Domingo, 28 de septiembre de 2025 a las 07:18
En su homilía dominical, monseñor René Leigue criticó al actual sistema que reproduce desigualdades
El arzobispo de Santa Cruz, monseñor René Leigue, abordó en su homilía dominical tres realidades que interpelan a la sociedad y a la Iglesia: el dolor de los pobres engañados por promesas que nunca se cumplen, la invitación a los deportistas a vivir su jubileo, y el inicio de la Semana de la Hermandad entre diócesis bolivianas y alemanas.Utilizando la parábola del rico y Lázaro, el religioso recordó que la felicidad no puede vivirse de manera individual, sino en comunión con quienes carecen de oportunidades.
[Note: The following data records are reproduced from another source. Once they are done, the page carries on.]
//! Reusable field validators
//!
//! Each validator is a small closure taking the field name and the value,
//! returning a human-readable reason on failure. The order validator composes
//! them and collects every failure.

use chrono::NaiveDate;
use regex::Regex;
use std::sync::LazyLock;
use validator::ValidateEmail;

/// Local mobile numbers: `07` followed by eight digits
static PHONE_PATTERN: LazyLock<Regex> =
    LazyLock::new(|| Regex::new(r"^07\d{8}$").expect("phone pattern is valid"));

/// Validator: string must be present and not blank
pub fn required() -> impl Fn(&str, Option<&str>) -> Result<(), String> + Send + Sync + Clone {
    |field: &str, value: Option<&str>| match value {
        Some(v) if !v.trim().is_empty() => Ok(()),
        _ => Err(format!("{} is required", field)),
    }
}

/// Validator: email address format
pub fn email() -> impl Fn(&str, &str) -> Result<(), String> + Send + Sync + Clone {
    |field: &str, value: &str| {
        if value.validate_email() {
            Ok(())
        } else {
            Err(format!("{} must be a valid email address (got '{}')", field, value))
        }
    }
}

/// Validator: local phone number format
pub fn phone() -> impl Fn(&str, &str) -> Result<(), String> + Send + Sync + Clone {
    |field: &str, value: &str| {
        if PHONE_PATTERN.is_match(value) {
            Ok(())
        } else {
            Err(format!("{} must use the format 07XXXXXXXX (got '{}')", field, value))
        }
    }
}

/// Validator: integer must be within an inclusive range
pub fn within_range(
    min: i64,
    max: i64,
) -> impl Fn(&str, i64) -> Result<(), String> + Send + Sync + Clone {
    move |field: &str, value: i64| {
        if (min..=max).contains(&value) {
            Ok(())
        } else {
            Err(format!(
                "{} must be between {} and {} (got {})",
                field, min, max, value
            ))
        }
    }
}

/// Validator: collection size must not exceed maximum
pub fn max_items(max: usize) -> impl Fn(&str, usize) -> Result<(), String> + Send + Sync + Clone {
    move |field: &str, count: usize| {
        if count <= max {
            Ok(())
        } else {
            Err(format!(
                "{} allows at most {} entries (got {})",
                field, max, count
            ))
        }
    }
}

/// Validator: string length in characters must not exceed maximum
pub fn max_chars(max: usize) -> impl Fn(&str, &str) -> Result<(), String> + Send + Sync + Clone {
    move |field: &str, value: &str| {
        let len = value.chars().count();
        if len <= max {
            Ok(())
        } else {
            Err(format!(
                "{} must not exceed {} characters (currently {})",
                field, max, len
            ))
        }
    }
}

/// Validator: value must be in allowed list
pub fn in_list(
    allowed: &'static [&'static str],
) -> impl Fn(&str, &str) -> Result<(), String> + Send + Sync + Clone {
    move |field: &str, value: &str| {
        if allowed.iter().any(|a| a.eq_ignore_ascii_case(value.trim())) {
            Ok(())
        } else {
            Err(format!(
                "{} must be one of: {} (got '{}')",
                field,
                allowed.join(", "),
                value
            ))
        }
    }
}

/// Parse a calendar date given as `YYYY-MM-DD` or a full RFC 3339 timestamp
pub fn parse_date(value: &str) -> Option<NaiveDate> {
    let value = value.trim();
    NaiveDate::parse_from_str(value, "%Y-%m-%d")
        .ok()
        .or_else(|| {
            chrono::DateTime::parse_from_rfc3339(value)
                .ok()
                .map(|dt| dt.date_naive())
        })
}

/// Validator: date must parse and fall on or after `earliest`
pub fn date_not_before(
    earliest: NaiveDate,
) -> impl Fn(&str, &str) -> Result<NaiveDate, String> + Send + Sync + Clone {
    move |field: &str, value: &str| match parse_date(value) {
        None => Err(format!(
            "{} must be a valid date in YYYY-MM-DD format (got '{}')",
            field, value
        )),
        Some(date) if date < earliest => Err(format!(
            "{} cannot be in the past (got {}, earliest is {})",
            field, date, earliest
        )),
        Some(date) => Ok(date),
    }
}

#[cfg(test)]
mod tests {
    use super::*;

    // === required() ===

    #[test]
    fn test_required_missing_value_returns_error() {
        let v = required();
        let result = v("customerName", None);
        assert!(result.unwrap_err().contains("customerName"));
    }

    #[test]
    fn test_required_blank_value_returns_error() {
        let v = required();
        assert!(v("phone", Some("   ")).is_err());
    }

    #[test]
    fn test_required_present_value_returns_ok() {
        let v = required();
        assert!(v("email", Some("a@b.co")).is_ok());
    }

    // === email() ===

    #[test]
    fn test_email_accepts_standard_address() {
        let v = email();
        assert!(v("email", "jane@x.com").is_ok());
    }

    #[test]
    fn test_email_rejects_garbage() {
        let v = email();
        assert!(v("email", "not-an-email").is_err());
        assert!(v("email", "two@@signs.com").is_err());
    }

    // === phone() ===

    #[test]
    fn test_phone_accepts_local_mobile() {
        let v = phone();
        assert!(v("phone", "0771234567").is_ok());
    }

    #[test]
    fn test_phone_rejects_wrong_prefix_or_length() {
        let v = phone();
        assert!(v("phone", "0871234567").is_err());
        assert!(v("phone", "077123456").is_err());
        assert!(v("phone", "07712345678").is_err());
        assert!(v("phone", "07712a4567").is_err());
    }

    // === within_range() / max_items() / max_chars() ===

    #[test]
    fn test_within_range_bounds_are_inclusive() {
        let v = within_range(1, 5);
        assert!(v("layers", 1).is_ok());
        assert!(v("layers", 5).is_ok());
        assert!(v("layers", 0).is_err());
        let err = v("layers", 9).unwrap_err();
        assert!(err.contains("between 1 and 5"));
    }

    #[test]
    fn test_max_items() {
        let v = max_items(5);
        assert!(v("toppings", 5).is_ok());
        assert!(v("toppings", 6).is_err());
    }

    #[test]
    fn test_max_chars_counts_characters_not_bytes() {
        let v = max_chars(3);
        assert!(v("message", "été").is_ok());
        assert!(v("message", "four").is_err());
    }

    // === in_list() ===

    #[test]
    fn test_in_list_is_case_insensitive() {
        let v = in_list(&["cash", "card", "online"]);
        assert!(v("paymentMethod", "Card").is_ok());
        let err = v("paymentMethod", "cheque").unwrap_err();
        assert!(err.contains("cash, card, online"));
    }

    // === date_not_before() ===

    #[test]
    fn test_date_formats() {
        assert_eq!(parse_date("2026-10-20"), NaiveDate::from_ymd_opt(2026, 10, 20));
        assert_eq!(
            parse_date("2026-10-20T09:30:00Z"),
            NaiveDate::from_ymd_opt(2026, 10, 20)
        );
        assert_eq!(parse_date("20/10/2026"), None);
    }

    #[test]
    fn test_date_not_before() {
        let today = NaiveDate::from_ymd_opt(2026, 10, 15).unwrap();
        let v = date_not_before(today);
        assert!(v("deliveryDate", "2026-10-15").is_ok());
        assert!(v("deliveryDate", "2026-10-14").unwrap_err().contains("past"));
        assert!(v("deliveryDate", "soon").unwrap_err().contains("valid date"));
    }
}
Por ello, desde su mirada crítica, cuestionó al actual sistema que reproduce desigualdades e indicó que engañar a los pobres es aún más grave que la indiferencia.“Lo más doloroso, y sobre todo el pecado más grande, es ilusionar a un pobre y después no hacer nada por él”, dijo Leigue y recordó que toda persona merece respeto y dignidad, y que la fe cristiana exige traducirse en gestos concretos de justicia y de compartir.Con relación al Jubileo de los Deportistas, Leigue destacó que la práctica deportiva es fuente de salud y superación personal, pero advirtió que también puede encerrar riesgos si se vive con egoísmo o vanidad.“Quien va surgiendo no sabe quedarse en la parte alta, piensa que lo ha logrado todo y no persevera”, dijo Leigue y enfatizó que el verdadero valor del deporte está en la coherencia y la perseverancia, virtudes que no solo fortalecen el cuerpo, sino también el espíritu.Por último, denunció la falta de oportunidades para muchos jóvenes que desean surgir en el deporte, pero se ven excluidos. Desde la espiritualidad, exhortó a los atletas a vivir la fe con firmeza y compartir sus dones con generosidad.